━━━ SOURCE INFORMATION

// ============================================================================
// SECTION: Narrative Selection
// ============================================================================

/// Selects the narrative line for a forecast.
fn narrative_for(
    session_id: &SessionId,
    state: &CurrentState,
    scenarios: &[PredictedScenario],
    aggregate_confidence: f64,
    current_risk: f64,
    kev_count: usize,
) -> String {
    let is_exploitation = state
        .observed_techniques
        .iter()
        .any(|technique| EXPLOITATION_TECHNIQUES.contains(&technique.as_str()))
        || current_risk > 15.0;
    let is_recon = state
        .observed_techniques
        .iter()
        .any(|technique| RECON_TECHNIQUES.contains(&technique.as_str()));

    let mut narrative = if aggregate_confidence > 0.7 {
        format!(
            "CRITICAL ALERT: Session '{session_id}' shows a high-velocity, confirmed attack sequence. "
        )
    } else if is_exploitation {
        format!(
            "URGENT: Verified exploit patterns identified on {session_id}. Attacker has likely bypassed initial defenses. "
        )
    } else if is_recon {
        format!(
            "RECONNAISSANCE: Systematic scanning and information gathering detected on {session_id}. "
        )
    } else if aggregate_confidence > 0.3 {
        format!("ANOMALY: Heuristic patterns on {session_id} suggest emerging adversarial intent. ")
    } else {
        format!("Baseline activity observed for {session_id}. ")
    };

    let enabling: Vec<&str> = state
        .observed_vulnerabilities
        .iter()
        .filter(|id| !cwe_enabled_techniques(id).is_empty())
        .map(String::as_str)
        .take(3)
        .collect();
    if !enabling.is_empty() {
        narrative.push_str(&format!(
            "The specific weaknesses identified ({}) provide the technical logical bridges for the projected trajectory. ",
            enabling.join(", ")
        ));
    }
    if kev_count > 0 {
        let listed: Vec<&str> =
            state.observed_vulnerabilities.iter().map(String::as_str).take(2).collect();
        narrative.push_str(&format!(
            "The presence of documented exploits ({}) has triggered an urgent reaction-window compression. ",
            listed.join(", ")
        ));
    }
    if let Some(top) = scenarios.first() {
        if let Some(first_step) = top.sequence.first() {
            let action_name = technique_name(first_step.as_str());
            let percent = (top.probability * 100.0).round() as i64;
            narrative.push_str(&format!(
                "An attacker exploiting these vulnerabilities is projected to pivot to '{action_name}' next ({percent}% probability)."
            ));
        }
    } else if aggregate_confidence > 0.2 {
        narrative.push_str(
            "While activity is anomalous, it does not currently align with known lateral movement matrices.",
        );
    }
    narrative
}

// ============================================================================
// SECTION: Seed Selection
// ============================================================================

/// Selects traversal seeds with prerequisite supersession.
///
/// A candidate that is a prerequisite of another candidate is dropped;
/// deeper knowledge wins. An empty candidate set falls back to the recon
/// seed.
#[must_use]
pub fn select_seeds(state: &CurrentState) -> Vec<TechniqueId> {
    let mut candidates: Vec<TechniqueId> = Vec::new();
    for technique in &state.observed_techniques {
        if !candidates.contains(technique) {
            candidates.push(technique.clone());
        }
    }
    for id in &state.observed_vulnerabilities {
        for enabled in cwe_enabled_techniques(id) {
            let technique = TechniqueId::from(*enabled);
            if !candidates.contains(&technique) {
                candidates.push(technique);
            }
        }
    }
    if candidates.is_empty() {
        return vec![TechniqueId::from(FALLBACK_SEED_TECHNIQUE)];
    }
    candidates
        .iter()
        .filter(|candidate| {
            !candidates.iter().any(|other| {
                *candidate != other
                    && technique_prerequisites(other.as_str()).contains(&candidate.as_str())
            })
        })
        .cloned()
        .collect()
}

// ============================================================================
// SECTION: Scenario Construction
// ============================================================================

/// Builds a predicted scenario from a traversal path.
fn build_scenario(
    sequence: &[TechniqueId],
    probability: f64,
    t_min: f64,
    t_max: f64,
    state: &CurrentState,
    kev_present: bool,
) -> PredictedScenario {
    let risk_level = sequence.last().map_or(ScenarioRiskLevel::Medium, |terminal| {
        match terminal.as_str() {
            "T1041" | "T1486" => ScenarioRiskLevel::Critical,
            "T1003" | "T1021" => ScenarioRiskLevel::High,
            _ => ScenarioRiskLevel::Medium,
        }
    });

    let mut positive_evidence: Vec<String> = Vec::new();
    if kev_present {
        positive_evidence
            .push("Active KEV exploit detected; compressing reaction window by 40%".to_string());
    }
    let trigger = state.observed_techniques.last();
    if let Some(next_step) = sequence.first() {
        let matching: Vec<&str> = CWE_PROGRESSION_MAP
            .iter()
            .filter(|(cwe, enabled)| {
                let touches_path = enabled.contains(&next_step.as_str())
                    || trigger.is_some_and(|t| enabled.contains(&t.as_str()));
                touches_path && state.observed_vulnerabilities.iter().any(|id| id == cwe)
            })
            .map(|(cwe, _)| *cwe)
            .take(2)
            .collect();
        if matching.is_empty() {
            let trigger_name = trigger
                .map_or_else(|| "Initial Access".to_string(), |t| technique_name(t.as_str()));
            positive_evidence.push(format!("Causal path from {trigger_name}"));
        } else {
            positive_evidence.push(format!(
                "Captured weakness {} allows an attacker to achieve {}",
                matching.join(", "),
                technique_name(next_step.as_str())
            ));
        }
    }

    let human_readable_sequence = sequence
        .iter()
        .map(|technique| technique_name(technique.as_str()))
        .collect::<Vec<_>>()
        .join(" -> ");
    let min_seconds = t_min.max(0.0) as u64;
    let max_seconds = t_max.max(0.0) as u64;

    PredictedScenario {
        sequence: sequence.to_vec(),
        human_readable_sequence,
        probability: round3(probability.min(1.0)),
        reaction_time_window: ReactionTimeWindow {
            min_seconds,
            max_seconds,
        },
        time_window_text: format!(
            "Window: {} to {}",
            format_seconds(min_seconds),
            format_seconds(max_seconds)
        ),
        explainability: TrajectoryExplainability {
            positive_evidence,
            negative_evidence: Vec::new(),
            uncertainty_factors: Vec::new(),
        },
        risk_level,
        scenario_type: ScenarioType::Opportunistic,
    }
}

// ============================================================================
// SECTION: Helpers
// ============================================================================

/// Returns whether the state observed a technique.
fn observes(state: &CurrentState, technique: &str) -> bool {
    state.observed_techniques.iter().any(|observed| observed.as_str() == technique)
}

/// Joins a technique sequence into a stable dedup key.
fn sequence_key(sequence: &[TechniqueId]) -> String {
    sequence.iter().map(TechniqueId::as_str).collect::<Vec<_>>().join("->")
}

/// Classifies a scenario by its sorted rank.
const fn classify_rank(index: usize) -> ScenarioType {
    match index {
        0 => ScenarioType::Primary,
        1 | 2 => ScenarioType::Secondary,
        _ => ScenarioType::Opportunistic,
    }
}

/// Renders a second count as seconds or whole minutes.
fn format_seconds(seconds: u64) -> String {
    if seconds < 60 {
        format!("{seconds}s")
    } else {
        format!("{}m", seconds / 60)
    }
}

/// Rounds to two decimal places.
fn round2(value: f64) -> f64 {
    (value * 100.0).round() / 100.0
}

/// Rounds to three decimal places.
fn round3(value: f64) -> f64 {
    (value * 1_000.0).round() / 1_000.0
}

━━━━━━

» **EXERCISE DIRECTIONS**:
In your answer, reproduce every entry exactly as it was written.

» **EXPECTED OUTPUT**:
// ============================================================================
// SECTION: Narrative Selection
// ============================================================================

/// Selects the narrative line for a forecast.
fn narrative_for(
    session_id: &SessionId,
    state: &CurrentState,
    scenarios: &[PredictedScenario],
    aggregate_confidence: f64,
    current_risk: f64,
    kev_count: usize,
) -> String {
    let is_exploitation = state
        .observed_techniques
        .iter()
        .any(|technique| EXPLOITATION_TECHNIQUES.contains(&technique.as_str()))
        || current_risk > 15.0;
    let is_recon = state
        .observed_techniques
        .iter()
        .any(|technique| RECON_TECHNIQUES.contains(&technique.as_str()));

    let mut narrative = if aggregate_confidence > 0.7 {
        format!(
            "CRITICAL ALERT: Session '{session_id}' shows a high-velocity, confirmed attack sequence. "
        )
    } else if is_exploitation {
        format!(
            "URGENT: Verified exploit patterns identified on {session_id}. Attacker has likely bypassed initial defenses. "
        )
    } else if is_recon {
        format!(
            "RECONNAISSANCE: Systematic scanning and information gathering detected on {session_id}. "
        )
    } else if aggregate_confidence > 0.3 {
        format!("ANOMALY: Heuristic patterns on {session_id} suggest emerging adversarial intent. ")
    } else {
        format!("Baseline activity observed for {session_id}. ")
    };

    let enabling: Vec<&str> = state
        .observed_vulnerabilities
        .iter()
        .filter(|id| !cwe_enabled_techniques(id).is_empty())
        .map(String::as_str)
        .take(3)
        .collect();
    if !enabling.is_empty() {
        narrative.push_str(&format!(
            "The specific weaknesses identified ({}) provide the technical logical bridges for the projected trajectory. ",
            enabling.join(", ")
        ));
    }
    if kev_count > 0 {
        let listed: Vec<&str> =
            state.observed_vulnerabilities.iter().map(String::as_str).take(2).collect();
        narrative.push_str(&format!(
            "The presence of documented exploits ({}) has triggered an urgent reaction-window compression. ",
            listed.join(", ")
        ));
    }
    if let Some(top) = scenarios.first() {
        if let Some(first_step) = top.sequence.first() {
            let action_name = technique_name(first_step.as_str());
            let percent = (top.probability * 100.0).round() as i64;
            narrative.push_str(&format!(
                "An attacker exploiting these vulnerabilities is projected to pivot to '{action_name}' next ({percent}% probability)."
            ));
        }
    } else if aggregate_confidence > 0.2 {
        narrative.push_str(
            "While activity is anomalous, it does not currently align with known lateral movement matrices.",
        );
    }
    narrative
}

// ============================================================================
// SECTION: Seed Selection
// ============================================================================

/// Selects traversal seeds with prerequisite supersession.
///
/// A candidate that is a prerequisite of another candidate is dropped;
/// deeper knowledge wins. An empty candidate set falls back to the recon
/// seed.
#[must_use]
pub fn select_seeds(state: &CurrentState) -> Vec<TechniqueId> {
    let mut candidates: Vec<TechniqueId> = Vec::new();
    for technique in &state.observed_techniques {
        if !candidates.contains(technique) {
            candidates.push(technique.clone());
        }
    }
    for id in &state.observed_vulnerabilities {
        for enabled in cwe_enabled_techniques(id) {
            let technique = TechniqueId::from(*enabled);
            if !candidates.contains(&technique) {
                candidates.push(technique);
            }
        }
    }
    if candidates.is_empty() {
        return vec![TechniqueId::from(FALLBACK_SEED_TECHNIQUE)];
    }
    candidates
        .iter()
        .filter(|candidate| {
            !candidates.iter().any(|other| {
                *candidate != other
                    && technique_prerequisites(other.as_str()).contains(&candidate.as_str())
            })
        })
        .cloned()
        .collect()
}

// ============================================================================
// SECTION: Scenario Construction
// ============================================================================

/// Builds a predicted scenario from a traversal path.
fn build_scenario(
    sequence: &[TechniqueId],
    probability: f64,
    t_min: f64,
    t_max: f64,
    state: &CurrentState,
    kev_present: bool,
) -> PredictedScenario {
    let risk_level = sequence.last().map_or(ScenarioRiskLevel::Medium, |terminal| {
        match terminal.as_str() {
            "T1041" | "T1486" => ScenarioRiskLevel::Critical,
            "T1003" | "T1021" => ScenarioRiskLevel::High,
            _ => ScenarioRiskLevel::Medium,
        }
    });

    let mut positive_evidence: Vec<String> = Vec::new();
    if kev_present {
        positive_evidence
            .push("Active KEV exploit detected; compressing reaction window by 40%".to_string());
    }
    let trigger = state.observed_techniques.last();
    if let Some(next_step) = sequence.first() {
        let matching: Vec<&str> = CWE_PROGRESSION_MAP
            .iter()
            .filter(|(cwe, enabled)| {
                let touches_path = enabled.contains(&next_step.as_str())
                    || trigger.is_some_and(|t| enabled.contains(&t.as_str()));
                touches_path && state.observed_vulnerabilities.iter().any(|id| id == cwe)
            })
            .map(|(cwe, _)| *cwe)
            .take(2)
            .collect();
        if matching.is_empty() {
            let trigger_name = trigger
                .map_or_else(|| "Initial Access".to_string(), |t| technique_name(t.as_str()));
            positive_evidence.push(format!("Causal path from {trigger_name}"));
        } else {
            positive_evidence.push(format!(
                "Captured weakness {} allows an attacker to achieve {}",
                matching.join(", "),
                technique_name(next_step.as_str())
            ));
        }
    }

    let human_readable_sequence = sequence
        .iter()
        .map(|technique| technique_name(technique.as_str()))
        .collect::<Vec<_>>()
        .join(" -> ");
    let min_seconds = t_min.max(0.0) as u64;
    let max_seconds = t_max.max(0.0) as u64;

    PredictedScenario {
        sequence: sequence.to_vec(),
        human_readable_sequence,
        probability: round3(probability.min(1.0)),
        reaction_time_window: ReactionTimeWindow {
            min_seconds,
            max_seconds,
        },
        time_window_text: format!(
            "Window: {} to {}",
            format_seconds(min_seconds),
            format_seconds(max_seconds)
        ),
        explainability: TrajectoryExplainability {
            positive_evidence,
            negative_evidence: Vec::new(),
            uncertainty_factors: Vec::new(),
        },
        risk_level,
        scenario_type: ScenarioType::Opportunistic,
    }
}

// ============================================================================
// SECTION: Helpers
// ============================================================================

/// Returns whether the state observed a technique.
fn observes(state: &CurrentState, technique: &str) -> bool {
    state.observed_techniques.iter().any(|observed| observed.as_str() == technique)
}

/// Joins a technique sequence into a stable dedup key.
fn sequence_key(sequence: &[TechniqueId]) -> String {
    sequence.iter().map(TechniqueId::as_str).collect::<Vec<_>>().join("->")
}

/// Classifies a scenario by its sorted rank.
const fn classify_rank(index: usize) -> ScenarioType {
    match index {
        0 => ScenarioType::Primary,
        1 | 2 => ScenarioType::Secondary,
        _ => ScenarioType::Opportunistic,
    }
}

/// Renders a second count as seconds or whole minutes.
fn format_seconds(seconds: u64) -> String {
    if seconds < 60 {
        format!("{seconds}s")
    } else {
        format!("{}m", seconds / 60)
    }
}

/// Rounds to two decimal places.
fn round2(value: f64) -> f64 {
    (value * 100.0).round() / 100.0
}

/// Rounds to three decimal places.
fn round3(value: f64) -> f64 {
    (value * 1_000.0).round() / 1_000.0
}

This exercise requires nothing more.